I found one of the most important things they talked about was curriculum and how we need to scaffold it for all students. I found it interesting on page 74 how they talked about scaffolding through the use of critical thinking to help the rural students of poverty. This closes the gap in their speaking and even everyday behavior. Things we take for granted that these students don't get on an everyday basis. They need to have an appropriate conversation modeled for them and to see it happen in order to understand and be able to follow. On page 75 they talk about modeling and how important it is for these students to hear and see the conversations and lessons on a high and low level. Challenge them with higher level curriculum, but give them the tools to conquer it.
I agree with most of you, I think the identification process is the most important category when considering "Gifted Education in Rural Schools". According to page 66, multiple measures are needed to be used in order to properly identify gifted students. This is especially important in rural area because they show their talents in different ways and I believe it is necessary to use multiple measures to assess and identify.
While I found the section on identification of gifted rural students interesting as it what our district uses to identify students, I was really intrigued to discover that the definition of a rural school has changed pp 59-60. I did not know the population constraint had been removed. The new definition places school communities into the following three categories: fringe, distant and remote. A rural school district closest to Houston is Richards ISD-Distant. We also have urban (part of a principal city-Houston) and suburban (part of a smaller incorporated city) school districts. While Spring Branch is designated a major suburban school district. It's urban and suburban elements make it special. For example, Nottingham is an urban school. It is within the Houston city limits. Bunker Hill is a suburban school. It is part of Bunker Hill Village. Terrace is an urban school because it is within Houston's city limits.

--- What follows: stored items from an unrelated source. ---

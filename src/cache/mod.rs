//! Named, versioned cache stores and the strategies that serve from them.
//!
//! This module provides the offline cache manager:
//! - Persistent stores keyed by request URL, named after the version tag
//! - Cache-first and network-first resolution with tiered offline fallback
//! - Lifecycle (install, activate, prune) and batch maintenance operations

mod manager;
mod storage;

pub use manager::{CacheManager, Lifecycle, Served, ServedSource, StoreInfo};
pub use storage::{CacheStorage, CachedResponse, MemoryStorage, SqliteStorage};
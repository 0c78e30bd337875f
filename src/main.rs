mod cache;
mod config;
mod control;
mod event;
mod gateway;
mod net;
mod policy;

use std::io::Write;
use std::net::SocketAddr;
use std::path::{Path, PathBuf};
use std::sync::Arc;

use clap::{Parser, Subcommand};
use color_eyre::{eyre::eyre, Result};
use tracing_appender::non_blocking::WorkerGuard;
use tracing_subscriber::fmt::writer::MakeWriterExt;
use tracing_subscriber::EnvFilter;

use cache::{CacheManager, SqliteStorage};
use config::Config;
use control::message::{self, PageMessage};
use control::sync;
use net::HttpFetcher;
use policy::{CachePolicy, Destination, StashRequest};

#[derive(Parser, Debug)]
#[command(name = "webstash")]
#[command(about = "Offline cache manager and local gateway for static sites")]
#[command(version)]
struct Args {
  /// Path to config file (default: $XDG_CONFIG_HOME/webstash/config.yaml)
  #[arg(short, long)]
  config: Option<PathBuf>,

  #[command(subcommand)]
  command: Command,
}

#[derive(Subcommand, Debug)]
enum Command {
  /// Cache the core file set, prune stale stores, warm static assets
  Install,
  /// Bring the cache up, then serve the local gateway
  Serve,
  /// Resolve one URL or path through the strategy table, body to stdout
  Fetch {
    target: String,
    /// Use the ad hoc runtime store instead of the routing table
    #[arg(long)]
    runtime: bool,
  },
  /// Cache a list of URLs into the dynamic store
  CacheUrls { urls: Vec<String> },
  /// Delete one named store
  DeleteCache { name: String },
  /// Show every store with its entry count and URLs
  Info,
  /// Print the version tag
  Version,
  /// Trigger a sync tag (unknown tags are ignored)
  Sync { tag: String },
}

#[tokio::main]
async fn main() -> Result<()> {
  color_eyre::install()?;

  let args = Args::parse();
  let config = Config::load(args.config.as_deref())?;
  let data_dir = config.data_dir()?;

  // Keep the non-blocking writer alive for the lifetime of the process
  let _guard = init_tracing(&data_dir, matches!(args.command, Command::Serve));

  let policy = CachePolicy::from_config(&config)?;
  let storage = Arc::new(SqliteStorage::open(&data_dir.join("cache.db"))?);
  let fetcher = HttpFetcher::new()?;
  let manager = Arc::new(CacheManager::new(
    policy,
    storage,
    Arc::new(fetcher.clone()),
  ));

  match args.command {
    Command::Install => {
      manager.install().await?;
      manager.activate().await?;
      manager.warm_static_assets().await;
      println!("installed {}", manager.version());
    }
    Command::Serve => {
      manager.install().await?;
      manager.activate().await?;

      // Warm-up must not delay the gateway coming up
      let warmup = Arc::clone(&manager);
      tokio::spawn(async move {
        warmup.warm_static_assets().await;
      });

      let addr: SocketAddr = format!("{}:{}", config.gateway.host, config.gateway.port)
        .parse()
        .map_err(|e| eyre!("Invalid gateway address: {}", e))?;
      gateway::run(
        manager,
        fetcher.client().clone(),
        config.notifications.clone(),
        addr,
      )
      .await?;
    }
    Command::Fetch { target, runtime } => {
      let url = manager.resolve(&target)?;
      let served = if runtime {
        manager.runtime_fetch(&url).await
      } else {
        let destination = Destination::classify(&target, None);
        manager.handle_request(&StashRequest { url, destination }).await
      };

      eprintln!("{} ({:?})", served.status, served.source);
      std::io::stdout().write_all(&served.body)?;
    }
    Command::CacheUrls { urls } => {
      print_reply(&message::dispatch(&manager, PageMessage::CacheUrls { urls }).await?)?;
    }
    Command::DeleteCache { name } => {
      print_reply(&message::dispatch(&manager, PageMessage::DeleteCache { cache_name: name }).await?)?;
    }
    Command::Info => {
      print_reply(&message::dispatch(&manager, PageMessage::GetCacheInfo).await?)?;
    }
    Command::Version => {
      print_reply(&message::dispatch(&manager, PageMessage::GetVersion).await?)?;
    }
    Command::Sync { tag } => {
      sync::handle_tag(&manager, &tag).await?;
    }
  }

  Ok(())
}

fn print_reply(reply: &message::MessageReply) -> Result<()> {
  println!(
    "{}",
    serde_json::to_string_pretty(reply).map_err(|e| eyre!("Failed to render reply: {}", e))?
  );
  Ok(())
}

/// Env-filtered logs to stderr; the gateway also writes daily-rolling files
/// under the data directory.
fn init_tracing(data_dir: &Path, log_to_file: bool) -> Option<WorkerGuard> {
  let filter = EnvFilter::try_from_default_env().unwrap_or_else(|_| EnvFilter::new("webstash=info"));

  if log_to_file {
    let appender = tracing_appender::rolling::daily(data_dir.join("logs"), "webstash.log");
    let (writer, guard) = tracing_appender::non_blocking(appender);
    tracing_subscriber::fmt()
      .with_env_filter(filter)
      .with_writer(std::io::stderr.and(writer))
      .with_ansi(false)
      .init();
    Some(guard)
  } else {
    tracing_subscriber::fmt()
      .with_env_filter(filter)
      .with_writer(std::io::stderr)
      .init();
    None
  }
}
//! Background and periodic sync tags.

use color_eyre::Result;
use tracing::debug;

use crate::cache::{CacheManager, CacheStorage};
use crate::net::Fetcher;

/// Recognized maintenance triggers.
#[derive(Debug, Clone, Copy, PartialEq, Eq)]
pub enum SyncTag {
  /// Notify subscribers that a sync ran.
  BackgroundSync,
  /// Refresh the core file set.
  CacheUpdate,
  /// Prune stale-version stores.
  CacheCleanup,
}

impl SyncTag {
  /// Unrecognized tags map to `None` and are ignored by the dispatcher.
  pub fn parse(tag: &str) -> Option<Self> {
    match tag {
      "background-sync" => Some(SyncTag::BackgroundSync),
      "cache-update" => Some(SyncTag::CacheUpdate),
      "cache-cleanup" => Some(SyncTag::CacheCleanup),
      _ => None,
    }
  }
}

/// Run the operation behind a sync tag. Unknown tags are a silent no-op.
pub async fn handle_tag<S: CacheStorage, F: Fetcher>(
  manager: &CacheManager<S, F>,
  tag: &str,
) -> Result<()> {
  match SyncTag::parse(tag) {
    Some(SyncTag::BackgroundSync) => {
      manager.background_sync().await;
    }
    Some(SyncTag::CacheUpdate) => {
      manager.refresh_core().await;
    }
    Some(SyncTag::CacheCleanup) => {
      manager.prune_stale()?;
    }
    None => {
      debug!(tag = %tag, "Ignoring unknown sync tag");
    }
  }
  Ok(())
}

Responding to Screen Saver on July 19:I too found this chapter to be fascinating because I didn't realize how a rural setting effect gift and talented identification. This summer I was talking with a SpEd teacher from a rural place in Kansas. He stated that of his 100 student K-12 that 32 were in SpEd. I thought about how that number of SpEd students was staggering and thought that the students were not identified properly. Now think about how that applies to their Gifted population? Over or under identified?
Given the unique challenges faced by rural schools (identified on page 60), I believe reform to be the most important. The four components needed to support change (listed on page 78), coupled with the ongoing lack of research data, may help keep any real reform for rural school districts in the distant future. Also, I read several times in the chapter that teachers and parents may not see a need for any changes and are hesitant to want or request different services for their students...why is this and when is it taken into consideration?
WoW! Reform for sure!!! Very disappointing on the rural schools when it comes to high expectations and pushing for higher level learning. Page 61 points out that a lot of that boils down to funding. Teachers are paid lower salaries, less funding for higher education and training.... the list goes on. I am only guessing that the rural school districts are looking at funding and what they feel is most important. Sadly, the GT students don't get the instruction they need.